The most recent GWAS have postulated that schizophrenia, autism, and bipolar disorder have genetic origins in common.8 Through genome sequencing technology, studies of structural genetic variation, such as copy-number variations (CNV), have been joined with rare genetic variations to complement gene–gene interaction studies. Most CNVs are single ones on chromosomes 1q21.1, 15q11.2, 15q13.3, 16p11.2, 17p12, or 22q11.2,7,9–11 which have also been implicated in autism and other developmental disorders.10 Duplications and perhaps also suppressions on chromosome 16p13.1, previously associated with autism and mental retardation, have also been associated with a risk of schizophrenia.12

A GWAS study conducted in Norway13 with a sample of 210 cases and 305 controls associated schizophrenia with simple nucleotide polymorphisms (SNP) rs7045881 on chromosome 9p21; rs433598 on chromosome 16p12; and rs10761482 on chromosome 10q21. These markers were located on genes PLAA, ACSM1, and ANK3, respectively. Gene PLAA (on chromosome 9) had not previously been described as a susceptibility gene, but chromosome 9p21 had already been implicated as a linkage region for schizophrenia. Gene ACSM1 (on chromosome 16) had previously been identified in the CATIE study14 as a susceptibility gene for schizophrenia, and gene ANK3 (on chromosome 10) has been associated with both schizophrenia and bipolar disorder, which supports the hypothesis of overlapping genetic susceptibility between these psychopathologies.8,15 The SNP rs1344706 on gene ZNF804A (which codes for protein 804A) and the SNP rs1006737 on gene CACNA1C on chromosome 12 (which codes for subunit alpha 1C) have also been associated as regions related to both schizophrenia and bipolar disorder,15 with a possible gender modulation of the risk for schizophrenia having been indicated recently.16 These last results were replicated by the Cardiff group itself in 201017,18; more recently, however, the Schanze et al. group were unable to replicate the association between gene ZNF804A and schizophrenia.19

The same Norwegian sample was used to investigate the connection between genetic variations in SNPs rs420259 on gene PALB2 (chromosome 16) and rs9567552 on gene BRCA2 (on chromosome 13)—variations associated with intracellular functions of expressed proteins in breast cancer—and schizophrenia and bipolar disorder. Analysis of a sample of 781 patients with schizophrenia and 686 with bipolar disorder revealed that these genetic variations were associated with bipolar disorder but not with schizophrenia.20

In another study conducted in the United States in 2010,21 GWAS data was combined with data from 3 large efficacy studies, including a sample of individuals with schizophrenia (CATIE, n=741), with bipolar disorder (STEP-BD, n=1575), and with major depressive disorder (STAR*D, n=1204). The SNP rs6484218, near the adrenomedullin gene on chromosome 11p15, was associated with bipolar II disorder but not with the rest of the psychiatric disorders. In a recently published European GWAS study,22 variations in different genes on chromosome 11 (AMBRA1, DGKZ, CHR, and MDK) were also associated with schizophrenia. Its highly standardised and homogeneous sample included 1169 patients (464 from Germany, 705 from Holland) and 3714 ethnicity-matched controls. A follow-up study was subsequently conducted on 2569 individuals with schizophrenia and 4088 controls (from Germany, Holland, and Denmark). These findings were again replicated in 23,206 independent samples from European ancestors (P=.0029, OR=1.11). In a neuroimaging study done on the sample, healthy carriers of the risk allele showed altered activation in the cingulate cortex during cognitive control tasks. The area of interest corresponded to an interface between emotional regulation and cognition which, in individuals with schizophrenia and bipolar disorder, is both functionally and structurally abnormal.

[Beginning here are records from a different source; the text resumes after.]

//! Matrix assembly for canonicalized expressions.
//!
//! This module provides:
//! - Index tables mapping variables to columns and roots to rows
//! - Matrix stuffing of lowered expressions into `A` and `b`
//! - Build settings

pub mod index;
pub mod settings;
pub mod stuffing;

pub use index::{IdToCol, OffsetMode, RowOffsets};
pub use settings::BuildSettings;
pub use stuffing::Stuffing;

In some genetic studies, SNPs rs7683874 and rs10937823 on gene SORCS2 of chromosome 4p15-p16 have also been identified as candidate regions for the risk of bipolar disorder and schizophrenia.23

Glutamate metabolism, the process of apoptosis, the inflammatory process, and the immune system (TNF-beta, TNFR1) are signalling pathways that have been associated with schizophrenia.24 The O’Donovan et al. GWAS study,25 with a sample of 5142 cases of schizophrenia and 6561 controls from the United States, Australia, Germany, China, Japan, Israel, and Sweden, found evidence of association between schizophrenia and the SNP rs17101921 near the genetic region that codes for fibroblast growth factor receptor 2 (FGFR2). This growth factor is associated with an increased mitotic activity index and DNA synthesis, facilitating the proliferation of various precursor cells, such as chondroblasts, collagenoblasts, and osteoblasts, for example, that form the body's fibrous, connective, and support tissues. This factor has also been associated with tumour angiogenesis in oncogenic processes.

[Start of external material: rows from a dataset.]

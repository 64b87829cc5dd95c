//! Shape representation for linear operators.
//!
//! Every node has a 2-D shape:
//! - a scalar is `(1, 1)`
//! - a vector of length n is the column `(n, 1)`
//! - an m x n matrix is `(m, n)`
//!
//! Values are flattened in column-major order, so entry `(i, j)` of an
//! `m x n` value sits at flat index `i + j * m`.

use std::fmt;

/// Shape of a linear operator's output.
#[derive(Clone, Copy, PartialEq, Eq, Hash)]
pub struct Shape {
    rows: usize,
    cols: usize,
}

impl Shape {
    /// Create a scalar shape.
    pub fn scalar() -> Self {
        Shape { rows: 1, cols: 1 }
    }

    /// Create a column vector shape.
    pub fn vector(n: usize) -> Self {
        Shape { rows: n, cols: 1 }
    }

    /// Create a matrix shape.
    pub fn matrix(m: usize, n: usize) -> Self {
        Shape { rows: m, cols: n }
    }

    /// Total number of elements.
    pub fn size(&self) -> usize {
        self.rows * self.cols
    }

    /// Number of rows.
    pub fn rows(&self) -> usize {
        self.rows
    }

    /// Number of columns.
    pub fn cols(&self) -> usize {
        self.cols
    }

    /// Check if this is a scalar.
    pub fn is_scalar(&self) -> bool {
        self.rows == 1 && self.cols == 1
    }

    /// Check if this is a row or column vector.
    pub fn is_vector(&self) -> bool {
        self.rows == 1 || self.cols == 1
    }

    /// Check if this is a square matrix.
    pub fn is_square(&self) -> bool {
        self.rows == self.cols
    }

    /// Get the transposed shape.
    pub fn transpose(&self) -> Self {
        Shape {
            rows: self.cols,
            cols: self.rows,
        }
    }

    /// Flat column-major index of entry `(i, j)`.
    pub fn flat_index(&self, i: usize, j: usize) -> usize {
        i + j * self.rows
    }
}

impl Default for Shape {
    fn default() -> Self {
        Shape::scalar()
    }
}

impl fmt::Debug for Shape {
    fn fmt(&self, f: &mut fmt::Formatter<'_>) -> fmt::Result {
        write!(f, "Shape({}, {})", self.rows, self.cols)
    }
}

impl fmt::Display for Shape {
    fn fmt(&self, f: &mut fmt::Formatter<'_>) -> fmt::Result {
        write!(f, "({}, {})", self.rows, self.cols)
    }
}

// Conversion traits
impl From<()> for Shape {
    fn from(_: ()) -> Self {
        Shape::scalar()
    }
}

impl From<usize> for Shape {
    fn from(n: usize) -> Self {
        Shape::vector(n)
    }
}

impl From<(usize, usize)> for Shape {
    fn from((m, n): (usize, usize)) -> Self {
        Shape::matrix(m, n)
    }
}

Both schizophrenia and bipolar disorder as well as other psychiatric disorders, such as autism, specific language disorders, and learning difficulties, have been connected with alterations in a series of genes (NRXN1, CNTNAP2, and CASK) associated with cell adhesion molecules (CAM), which would be responsible for synapse formation and normal cell transmission.26,27

GWAS have been conducted in different ethnic populations to look for differences in genetic susceptibility to schizophrenia. A recent, family-based GWAS project28 that included a sample of 107 Israeli Jewish families, found an association between gene DOCK4 (SNP rs2074127, P=1.134×10−7) and 6 additional significant associations (P<1×10−5). One of the SNPs (rs4803480) located on gene CEACAM21 was replicated significantly in a family-based sample of Arab-Israeli origin (P=.002). Significant associations were also found with genes PGBD1, RELN, and PRODH, replicating the results previously obtained in other studies.

In a GWAS study conducted on an Asian population,29 with a Japanese and Chinese cohort of 2535 individuals, the most significant value was for an SNP in gene ELAVL2 (embryonic lethal, abnormal vision, Drosophila-like 2) on chromosome 9p21.3 (P=.00087).

Findings on the inducement of motor, cardiac, and metabolic side effects

There is a high incidence of side effects in individuals who are on antipsychotic therapy. Antipsychotics-induced parkinsonism is a severe adverse effect of neuroleptic therapy. Factors such as the type of treatment, being elderly, and being female have been associated with a greater risk of having side effects, but it is obvious that individuals vary in their susceptibility to them. This is why the GWAS have been focused on studying some genes that may influence the appearance of side effects.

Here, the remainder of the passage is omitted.